Fue el único discurso coherente en este coloquio, donde numerosos economistas de renombre, como Grigori YavIinski o Alexéi Gliazev, tomaron la palabra para exhortar a los italianos a invertir en Rusia. Ambos fueron ministros de Borís Yelstin, pero no esperaron a la guerra en Chechenia para separarse de él. Tienen un escaño en la Duma (Parlamento ruso) en las filas de la oposición; pintaron, como siempre, un cuadro alarmante de la crisis de su país, ilustrando sus declaraciones con algunas estadísticas publicadas en el Izvestia el 21 de febrero: El salario medio en Rusia apenas llega al 5% del salario medio de los países desarrollados; la diferencia entre los salarios bajos y altos, que en 1991 era de 1 a 4,5, pasó a ser de 1 a 10 en 1993 y de 1 a 15 en 1994, lo que, según el diario moscovita, ha creado las premisas de una explosión social. Las inversiones han disminuido entre un 75% y un 90% desde 1991, porque el Estado ha abandonado este terreno crucial, mientras que los inversores extranjeros no parecen tener prisa por sustituirlo. En 1994 sólo invirtieron la minucia de 1.000 millones de dólares, principalmente para expulsar a los productores rusos de su mercado nacional. Los productos importados ya representan el 40% (el 60% según otras fuentes) de las ventas al por menor en el conjunto de Rusia. Trastornados en su mercado, los rusos no han podido aprovecharse del de Occidente, y su participación en el comercio internacional ha caído a menos del 1%. Y eso no es todo, ni tampoco es lo peor.

Lo más grave es la criminalización de la economía, controlada en sus tres cuartas partes por la mafia. En Moscú, en San Petersburgo y en algunas capitales del Este se celebran en la actualidad encuentros internacionales de mafiosos de todos los continentes en busca de una estrategia común de blanqueo de dinero. Rusia ofrece en ese campo condiciones mucho mejores que los paraísos fiscales de Occidente. ¿En qué otro país se puede obtener una licencia de exportación para un producto extremadamente caro -el mercurio rojo- firmada por el presidente de la República, en ese momento Borís Yeltsin, cuando el producto sencillamente no existe? Sin embargo, en Moscú se pagaron centenares de millones de dólares "a cambio" de ese producto.

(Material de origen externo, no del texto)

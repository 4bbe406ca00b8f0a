mod common;

use common::init_logging;
use s1ard::core::dispatch::{DispatchOptions, Dispatcher, ExecutionStrategy, WorkUnit};
use s1ard::core::retry::{Backoff, RetryPolicy};
use s1ard::types::ArdError;
use std::sync::atomic::{AtomicUsize, Ordering};
use std::sync::Mutex;
use std::time::Duration;

#[derive(Debug, Clone)]
struct Job(usize);

impl WorkUnit for Job {
    fn key(&self) -> String {
        format!("job-{}", self.0)
    }

    fn group(&self) -> String {
        (self.0 % 2).to_string()
    }

    fn is_complete(&self) -> bool {
        false
    }
}

#[test]
fn test_io_pool_respects_requested_size() {
    init_logging();
    let running = AtomicUsize::new(0);
    let peak = AtomicUsize::new(0);

    let options = DispatchOptions::new(ExecutionStrategy::IoBound, 3, RetryPolicy::once());
    let results = Dispatcher::dispatch(
        |job: &Job| {
            let now = running.fetch_add(1, Ordering::SeqCst) + 1;
            peak.fetch_max(now, Ordering::SeqCst);
            std::thread::sleep(Duration::from_millis(20));
            running.fetch_sub(1, Ordering::SeqCst);
            Ok(job.0)
        },
        (0..12).map(Job).collect(),
        &options,
    )
    .expect("Dispatch failed");

    println!("Peak concurrency: {}", peak.load(Ordering::SeqCst));
    assert_eq!(results.len(), 12);
    assert!(peak.load(Ordering::SeqCst) <= 3);

    let mut values: Vec<usize> = results.into_iter().map(|r| r.outcome.unwrap()).collect();
    values.sort();
    assert_eq!(values, (0..12).collect::<Vec<_>>());
}

#[test]
fn test_failure_does_not_cancel_siblings() {
    init_logging();
    let options = DispatchOptions::new(ExecutionStrategy::CpuBound, 4, RetryPolicy::once());
    let results = Dispatcher::dispatch(
        |job: &Job| {
            if job.0 == 3 {
                return Err(ArdError::Processing("broken input".to_string()));
            }
            Ok(())
        },
        (0..8).map(Job).collect(),
        &options,
    )
    .unwrap();

    let failed: Vec<String> = results
        .iter()
        .filter(|r| r.outcome.is_err())
        .map(|r| r.unit.key())
        .collect();
    assert_eq!(results.len(), 8);
    assert_eq!(failed, vec!["job-3"]);
}

#[test]
fn test_in_worker_retry_counts_attempts() {
    init_logging();
    let seen = Mutex::new(Vec::new());
    let options = DispatchOptions::new(
        ExecutionStrategy::IoBound,
        2,
        RetryPolicy::new(3, Backoff::Fixed { millis: 1 }),
    );
    let results = Dispatcher::dispatch(
        |job: &Job| {
            let mut seen = seen.lock().unwrap();
            let tries = seen.iter().filter(|k| **k == job.0).count();
            seen.push(job.0);
            match job.0 {
                // Succeeds on the second attempt
                0 if tries == 0 => Err(ArdError::Transport("timeout".to_string())),
                // Never worth retrying
                1 => Err(ArdError::MissingFromArchive("gone".to_string())),
                _ => Ok(()),
            }
        },
        vec![Job(0), Job(1)],
        &options,
    )
    .unwrap();

    for result in &results {
        match result.unit.0 {
            0 => {
                assert!(result.outcome.is_ok());
                assert_eq!(result.attempts, 2);
            }
            _ => {
                assert!(matches!(result.outcome, Err(ArdError::MissingFromArchive(_))));
                assert_eq!(result.attempts, 1);
            }
        }
    }
}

Hoy se sabe con toda certeza que el mercurio rojo sólo sirvió para reciclar el dinero sucio de algunos magnates occidentales.

En esas condiciones, ¿cómo se puede invitar a los occidentales a que inviertan en Rusia? "Quien quiera trabajar en nuestro país tiene que saber que la situación allí es inestable y los riesgos son grandes", reconoció Grigori YavIinski, y añadió: "Quien quiera recoger una buena cosecha en otoño tiene que sembrar en primavera, incluso aunque haga mal tiempo, como ocurre en Rusia en la actualidad". Hoy resulta difícil seducir a inversores serios con esas declaraciones. El problema de Rusia es político. El país tiene necesidad de una serie de reglas democráticas, empezando por las que conciernen a Ias fechas de las elecciones y el control de su desarrollo. Porque, paradójicamente, en este coloquio de Génova, 10 años después de la llegada de Gorbachov al poder, casi todos los participantes rusos consideraban en privado que Yeltsin sólo ha prometido convocar las elecciones para obtener los créditos del Fondo Monetario, Internacional, pero que no tiene ninguna intención de someterse al veredicto del escrutinio. "Sólo lo hará si, como hizo Breznev, encuentra el medio de obtener el 99% de los votos", me dijo un profesor de Moscú que le conoce bien por haber trabajado con él. ¿Cuál sería dicho medio? "De momento, no se sabe, pero en Rusia todo es posible". Si así fuera, la década de las transformaciones democráticas, iniciadas por Gorbachov, no habrá curado a Rusia de la enfermedad del autoritarismo.

K. S. Karol es periodista francés especialista en la Europa del Este.